TASK TO COMPLETE = Below is a listing. Copy each line of it that holds the word "start".

TASK MATERIAL =
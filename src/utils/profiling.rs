use std::time::{Duration, Instant};

/// Per-step timing and count snapshot, reset at the start of each step.
#[derive(Debug, Default, Clone, Copy)]
pub struct StepProfiler {
    pub broad_phase_time: Duration,
    pub narrow_phase_time: Duration,
    pub solver_time: Duration,
    pub integrator_time: Duration,
    pub total_step_time: Duration,

    pub body_count: usize,
    pub active_body_count: usize,
    pub pair_count: usize,
    pub contact_count: usize,
    pub island_count: usize,
}

impl StepProfiler {
    pub fn reset(&mut self) {
        *self = Self::default();
    }

    pub fn report(&self) {
        let total_us = self.total_step_time.as_micros() as f32;
        if total_us < 1.0 {
            return;
        }
        log::debug!(
            "step {:.2} ms | bodies {} (active {}) pairs {} contacts {} islands {}",
            self.total_step_time.as_secs_f32() * 1000.0,
            self.body_count,
            self.active_body_count,
            self.pair_count,
            self.contact_count,
            self.island_count
        );
        log::debug!(
            "  broadphase {:.2} ms, narrowphase {:.2} ms, solver {:.2} ms, integrator {:.2} ms",
            self.broad_phase_time.as_secs_f32() * 1000.0,
            self.narrow_phase_time.as_secs_f32() * 1000.0,
            self.solver_time.as_secs_f32() * 1000.0,
            self.integrator_time.as_secs_f32() * 1000.0
        );
    }
}

/// Drop guard accumulating elapsed time into a profiler slot.
pub struct ScopedSection<'a> {
    start: Instant,
    output: &'a mut Duration,
}

impl<'a> ScopedSection<'a> {
    pub fn new(output: &'a mut Duration) -> Self {
        Self {
            start: Instant::now(),
            output,
        }
    }
}

impl Drop for ScopedSection<'_> {
    fn drop(&mut self) {
        *self.output += self.start.elapsed();
    }
}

WRITTEN ANSWER =
/// Per-step timing and count snapshot, reset at the start of each step.
    start: Instant,
            start: Instant::now(),
        *self.output += self.start.elapsed();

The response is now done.